§ ACTION ITEM: The lines from the start of the data up to and including the one with "the caller's fault" should be returned exactly, and nothing else.

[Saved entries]
============================================================
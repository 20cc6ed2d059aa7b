use thiserror::Error;

#[derive(Debug, Error, PartialEq, Eq)]
pub enum EngineError {
    #[error("server seed is not valid hex: {0}")]
    InvalidSeed(String),
    #[error("unknown symbol: {0}")]
    UnknownSymbol(String),
    #[error("invalid reel configuration: {0}")]
    InvalidReels(String),
    #[error("payline {0} reads a row outside the visible window")]
    InvalidPayline(usize),
}

/// Why a spin was refused. Everything except `Engine` is the caller's fault
/// and leaves no state behind.
#[derive(Debug, Error, PartialEq)]
pub enum SpinError {
    #[error("missing commitId")]
    MissingCommitment,
    #[error("invalid bet amount: {0}")]
    BetOutOfRange(f64),
    #[error("invalid or expired commitId")]
    UnknownCommitment,
    #[error(transparent)]
    Engine(#[from] EngineError),
}

impl SpinError {
    pub fn is_client_error(&self) -> bool {
        !matches!(self, SpinError::Engine(_))
    }
}
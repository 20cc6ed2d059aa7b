use serde::{Deserialize, Serialize};

use crate::{
    error::EngineError,
    evaluator::{evaluate, Win},
    paytable::{Paytable, Payline, PAYLINES},
    rng::{derive_hash_hex, ProvablyFairRng},
    symbols::{Grid, ReelsConfig, REELS_COUNT},
};

#[derive(Debug, Clone)]
pub struct EngineParams {
    pub reels: ReelsConfig,
    pub paytable: Paytable,
    pub paylines: Vec<Payline>,
}

impl EngineParams {
    /// Default game: the bounty paytable, ten paylines and freshly sampled
    /// strips. Pass `reel_seed` to make the strips reproducible.
    pub fn bounty_default(strip_length: usize, reel_seed: Option<u64>) -> Result<Self, EngineError> {
        let paytable = Paytable::bounty_default();
        let reels = match reel_seed {
            Some(seed) => ReelsConfig::from_seed(&paytable, strip_length, seed)?,
            None => ReelsConfig::from_entropy(&paytable, strip_length)?,
        };
        Ok(Self {
            reels,
            paytable,
            paylines: PAYLINES.to_vec(),
        })
    }

    /// Default paytable and paylines over strips supplied by the caller,
    /// typically the ones a server published.
    pub fn with_reels(reels: ReelsConfig) -> Self {
        Self {
            reels,
            paytable: Paytable::bounty_default(),
            paylines: PAYLINES.to_vec(),
        }
    }
}

#[derive(Debug, Clone, PartialEq, Eq, Serialize, Deserialize)]
pub struct SpinOutcome {
    pub grid: Grid,
    pub wins: Vec<Win>,
    pub total_multiplier: u64,
    pub scatter_count: usize,
    pub bonus_triggered: bool,
}

/// One HMAC derivation per reel, nonces 0..REELS_COUNT in reel order.
pub fn compute_stops(rng: &ProvablyFairRng, reels: &ReelsConfig) -> [usize; REELS_COUNT] {
    let mut stops = [0usize; REELS_COUNT];
    for (nonce, (stop, strip)) in stops.iter_mut().zip(reels.strips()).enumerate() {
        *stop = rng.stop_index(nonce as u64, strip.len());
    }
    stops
}

pub fn compute_reel_window(rng: &ProvablyFairRng, reels: &ReelsConfig) -> Grid {
    reels.window(compute_stops(rng, reels))
}

/// Deterministic outcome of `(server_seed, client_seed)` under `params`.
pub fn produce_outcome(
    params: &EngineParams,
    server_seed_hex: &str,
    client_seed: &str,
) -> Result<SpinOutcome, EngineError> {
    let rng = ProvablyFairRng::new(server_seed_hex, client_seed)?;
    let grid = compute_reel_window(&rng, &params.reels);
    let eval = evaluate(&grid, &params.paylines, &params.paytable)?;
    Ok(SpinOutcome {
        grid,
        wins: eval.wins,
        total_multiplier: eval.total_multiplier,
        scatter_count: eval.scatter_count,
        bonus_triggered: eval.bonus_triggered,
    })
}

#[derive(Debug, Clone, PartialEq, Eq)]
pub struct RoundVerification {
    pub hash_matches: bool,
    pub outcome: SpinOutcome,
}

/// Checks a revealed seed against the hash committed before the bet and
/// recomputes the round it determines.
pub fn verify_round(
    params: &EngineParams,
    server_seed_hex: &str,
    server_hash: &str,
    client_seed: &str,
) -> Result<RoundVerification, EngineError> {
    let hash_matches = derive_hash_hex(server_seed_hex.as_bytes()).eq_ignore_ascii_case(server_hash);
    let outcome = produce_outcome(params, server_seed_hex, client_seed)?;
    Ok(RoundVerification {
        hash_matches,
        outcome,
    })
}
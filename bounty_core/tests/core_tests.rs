use std::sync::{
    atomic::{AtomicBool, AtomicUsize, Ordering},
    Arc,
};

use bounty_core::{
    derive_hash_hex, evaluate, generate_server_seed, produce_outcome, simulate, BetLimits, CommitmentStore,
    EngineParams, Paytable, PaytableEntry, ReelsConfig, SimulationConfig, SpinError, SpinService, Symbol,
    PAYLINES, REELS_COUNT,
};

#[test]
fn outcome_repeatable() {
    let params = EngineParams::bounty_default(100, Some(42)).unwrap();
    for i in 0..200 {
        let seed = generate_server_seed();
        let client = format!("player-{i}");
        let a = produce_outcome(&params, &seed, &client).unwrap();
        let b = produce_outcome(&params, &seed, &client).unwrap();
        assert_eq!(a, b);
        assert_eq!(a.bonus_triggered, a.scatter_count >= 3);
        assert_eq!(a.total_multiplier, a.wins.iter().map(|w| w.multiplier).sum::<u64>());
        assert!(a.wins.iter().all(|w| w.symbol != Symbol::Scatter && (3..=5).contains(&w.length)));
    }
}

#[test]
fn commitment_hash_binds_revealed_seed() {
    let store = CommitmentStore::default();
    let issued: Vec<_> = (0..100).map(|_| store.create()).collect();
    for c in issued {
        let seed = store.reveal(&c.id).unwrap();
        assert_eq!(derive_hash_hex(seed.as_bytes()), c.server_hash);
    }
}

#[test]
fn concurrent_reveal_succeeds_once() {
    let store = CommitmentStore::default();
    for _ in 0..50 {
        let c = store.create();
        let wins = AtomicUsize::new(0);
        std::thread::scope(|s| {
            for _ in 0..8 {
                s.spawn(|| {
                    if store.reveal(&c.id).is_some() {
                        wins.fetch_add(1, Ordering::SeqCst);
                    }
                });
            }
        });
        assert_eq!(wins.load(Ordering::SeqCst), 1);
    }
}

#[test]
fn concurrent_spins_on_one_commitment() {
    let params = Arc::new(EngineParams::bounty_default(100, Some(8)).unwrap());
    let svc = SpinService::new(params, Arc::new(CommitmentStore::default()), BetLimits::default());
    let c = svc.get_commitment();
    let results: Vec<_> = std::thread::scope(|s| {
        let handles: Vec<_> = (0..6)
            .map(|_| s.spawn(|| svc.perform_spin(&c.id, "race", 1.0)))
            .collect();
        handles.into_iter().map(|h| h.join().unwrap()).collect()
    });
    assert_eq!(results.iter().filter(|r| r.is_ok()).count(), 1);
    assert!(results
        .iter()
        .filter_map(|r| r.as_ref().err())
        .all(|e| *e == SpinError::UnknownCommitment));
}

#[test]
fn published_strips_reproduce_server_outcome() {
    let params = EngineParams::bounty_default(100, None).unwrap();
    let json = serde_json::to_string(&params.reels.strips()).unwrap();
    let strips: Vec<Vec<Symbol>> = serde_json::from_str(&json).unwrap();
    let auditor = EngineParams {
        reels: ReelsConfig::from_strips(strips).unwrap(),
        ..params.clone()
    };
    let seed = generate_server_seed();
    assert_eq!(
        produce_outcome(&params, &seed, "audit").unwrap(),
        produce_outcome(&auditor, &seed, "audit").unwrap()
    );
}

fn stub_params(strip_length: usize) -> EngineParams {
    let paytable = Paytable(vec![
        PaytableEntry::new(Symbol::Whiskey, 3, 1, 2, 4),
        PaytableEntry::new(Symbol::Boots, 2, 2, 3, 6),
    ]);
    EngineParams {
        reels: ReelsConfig::from_seed(&paytable, strip_length, 2024).unwrap(),
        paytable,
        paylines: PAYLINES.to_vec(),
    }
}

/// Mean multiplier over every combination of reel stops.
fn exact_expected_multiplier(params: &EngineParams) -> f64 {
    let lens: Vec<usize> = params.reels.strips().iter().map(Vec::len).collect();
    let combos: usize = lens.iter().product();
    let mut total = 0u64;
    for mut code in 0..combos {
        let mut stops = [0usize; REELS_COUNT];
        for (stop, len) in stops.iter_mut().zip(&lens) {
            *stop = code % len;
            code /= len;
        }
        let grid = params.reels.window(stops);
        total += evaluate(&grid, &params.paylines, &params.paytable)
            .unwrap()
            .total_multiplier;
    }
    total as f64 / combos as f64
}

#[test]
fn rtp_simulation_converges_to_exact_value() {
    let params = stub_params(6);
    let exact = exact_expected_multiplier(&params);
    let config = SimulationConfig {
        rounds: 40_000,
        bet_per_round: 1.0,
        shards: 4,
        seed: Some(99),
    };
    let report = simulate(&params, &config, &AtomicBool::new(false)).unwrap();
    let estimate = report.total_payout / report.total_spins as f64;
    assert!(
        (estimate - exact).abs() <= 0.05 * exact + 0.02,
        "simulated {estimate} vs exact {exact}"
    );
    assert!((report.base_game_rtp - estimate * 100.0).abs() < 1e-3);
}

#[test]
fn default_game_rtp_smoke() {
    let params = EngineParams::bounty_default(100, Some(5)).unwrap();
    let config = SimulationConfig {
        rounds: 2_000,
        bet_per_round: 1.0,
        shards: 2,
        seed: Some(5),
    };
    let report = simulate(&params, &config, &AtomicBool::new(false)).unwrap();
    assert_eq!(report.total_spins, 2_000);
    assert!(report.base_game_rtp >= 0.0);
    match report.bonus_frequency {
        Some(freq) => assert!(report.bonus_triggers > 0 && freq >= 1.0),
        None => assert_eq!(report.bonus_triggers, 0),
    }
}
============================================================
§ WRITTEN ANSWER:
repository 20cc6ed2d059aa7b
use thiserror::Error;

#[derive(Debug, Error, PartialEq, Eq)]
pub enum EngineError {
    #[error("server seed is not valid hex: {0}")]
    InvalidSeed(String),
    #[error("unknown symbol: {0}")]
    UnknownSymbol(String),
    #[error("invalid reel configuration: {0}")]
    InvalidReels(String),
    #[error("payline {0} reads a row outside the visible window")]
    InvalidPayline(usize),
}

/// Why a spin was refused. Everything except `Engine` is the caller's fault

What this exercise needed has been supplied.